When the first pitch is thrown Friday night at Oakland Coliseum, the A’s will trail the Astros by two games. If not for a 2-0, 12-inning loss to the Seattle Mariners on Wednesday, the deficit would be one, a stunning resurgence by a franchise with a noted reputation around baseball.
Hinch spent the first three seasons of his major league career there, a prized third-round draft pick of the stingy, notoriously low-budget organization that spawned “Moneyball.”
“It’s a revolving roster when you talk about the Oakland A’s every year,” Hinch said last week, “but they are a real threat. Because when they have a lead, they win games now.”
Since the All-Star break, Oakland’s 2.85 bullpen ERA is the lowest among all American League teams. The A’s are 17-7 during the span. Just two other major league clubs — the Phillies and Padres — have produced a sub-3 clip in the second half.
Closer Blake Treinen is the only qualified reliever in baseball with a sub-1 ERA. In the last three weeks, Oakland acquired Fernando Rodney and Jeurys Familia — two closers from selling teams — to place around him.
In 581⁄3 innings, setup man Lou Trivino has 16 holds and nearly 10 strikeouts per nine innings. Trivino was an 11th-round pick of the A’s in 2013. Five years in their farm system generated this breakout year.

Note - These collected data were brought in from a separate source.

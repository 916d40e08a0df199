use std::sync::Arc;

use anyhow::{Context, Result};
use chrono::{Local, NaiveDate, NaiveDateTime};
use tokio::time::{Duration, Instant};
use tokio_util::sync::CancellationToken;

use crate::config::ScheduleSettings;
use crate::db::Database;

use super::collect::Collector;
use super::window::ActiveWindow;

const ENABLE_LOGS: bool = true;

use crate::{log_error, log_info};

/// Source of local wall-clock time; swapped out in tests.
pub type Clock = Arc<dyn Fn() -> NaiveDateTime + Send + Sync>;

pub fn local_clock() -> Clock {
    Arc::new(|| Local::now().naive_local())
}

#[derive(Debug, Clone, Copy)]
pub struct CrawlSettings {
    pub window: ActiveWindow,
    pub cycle_interval: Duration,
    pub error_backoff: Duration,
}

impl From<&ScheduleSettings> for CrawlSettings {
    fn from(settings: &ScheduleSettings) -> Self {
        Self {
            window: ActiveWindow::from(settings),
            cycle_interval: Duration::from_secs(settings.cycle_interval_secs),
            error_backoff: Duration::from_secs(settings.error_backoff_secs),
        }
    }
}

#[derive(Debug, Clone, Copy, PartialEq, Eq)]
pub struct CycleSummary {
    pub saved: usize,
    pub failed: usize,
}

/// Load active locations, collect them, append the successes.
/// Only storage failures surface as errors; provider failures are counted.
pub async fn run_cycle(
    db: &Database,
    collector: &Collector,
    captured_at: NaiveDateTime,
) -> Result<CycleSummary> {
    let cycle_start = Instant::now();

    let locations = db
        .list_active_locations()
        .await
        .context("failed to load active locations")?;

    let outcome = collector.collect(&locations, captured_at).await;

    let saved = db
        .insert_traffic_readings(&outcome.readings)
        .await
        .context("failed to persist traffic readings")?;

    log_info!(
        "cycle at {} saved {} rows, {} locations failed ({}ms)",
        captured_at.format("%H:%M:%S"),
        saved,
        outcome.failures.len(),
        cycle_start.elapsed().as_millis()
    );

    Ok(CycleSummary {
        saved,
        failed: outcome.failures.len(),
    })
}

/// Returns true when cancelled before `duration` elapsed.
async fn sleep_or_cancel(duration: Duration, cancel_token: &CancellationToken) -> bool {
    tokio::select! {
        _ = tokio::time::sleep(duration) => false,
        _ = cancel_token.cancelled() => true,
    }
}

/// Main crawler loop. Outside the active window it sleeps until the next
/// window start and then re-checks the clock; inside it runs one cycle and
/// sleeps the cycle interval. Cycle errors back off and continue. Every
/// sleep wakes immediately on cancellation.
pub async fn crawl_loop(
    db: Database,
    collector: Arc<Collector>,
    settings: CrawlSettings,
    clock: Clock,
    cancel_token: CancellationToken,
) {
    let mut current_date: Option<NaiveDate> = None;

    loop {
        if cancel_token.is_cancelled() {
            break;
        }

        let now = clock();
        if current_date != Some(now.date()) {
            log_info!("collection day {}", now.format("%d/%m/%Y"));
            current_date = Some(now.date());
        }

        if !settings.window.contains(now) {
            let wait_secs = settings.window.seconds_until_start(now).max(1);
            log_info!(
                "outside active hours [{}:00, {}:00), sleeping {}s",
                settings.window.start_hour,
                settings.window.end_hour,
                wait_secs
            );
            if sleep_or_cancel(Duration::from_secs(wait_secs), &cancel_token).await {
                break;
            }
            continue;
        }

        let pause = match run_cycle(&db, &collector, now).await {
            Ok(_) => settings.cycle_interval,
            Err(err) => {
                log_error!(
                    "collection cycle failed, retrying in {}s: {err:?}",
                    settings.error_backoff.as_secs()
                );
                settings.error_backoff
            }
        };

        if sleep_or_cancel(pause, &cancel_token).await {
            break;
        }
    }

    log_info!("crawl loop shutting down");
}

Third baseman Matt Chapman, the defensive wizard who has recently
pleaded with a reticent fan base to pack the aging ballpark, is an organizationally cultivated talent.
He buoys the offense with veterans Jed Lowrie and Khris Davis, showcasing the mixture of
youth and veteran acquisitions that make runs like this plausible.
Two of the five members of
their rotation were acquired in June. They signed 34-year-old journeyman Edwin Jackson to a minor league deal in June. Former Astro Mike Fiers was acquired from the Tigers this month, too.
Oakland’s starting pitchers have a 1.84 ERA during the last 14 games. Eleven have been wins. Jackson, in his 16th major league season and pitching for his 10th team, has a 2.48 ERA.
He opposes Charlie Morton on Friday evening without an earned run on his line during his last 191⁄3 innings.
Sean Manaea, with a no-hitter this season, looms Sunday to face Justin Verlander. The two games preceding it will provide fascination and, perhaps, a new division leader — something few thought could be possible.
“At the time when the schedule comes out, you don’t know what it’s going to be like,” Hinch said. “You don’t know which teams are going to be good, who’s going to have injuries, who’s going to be playing pretty well or hot when you see them.
“A lot of times it doesn’t matter who you play; it matters when you play them.”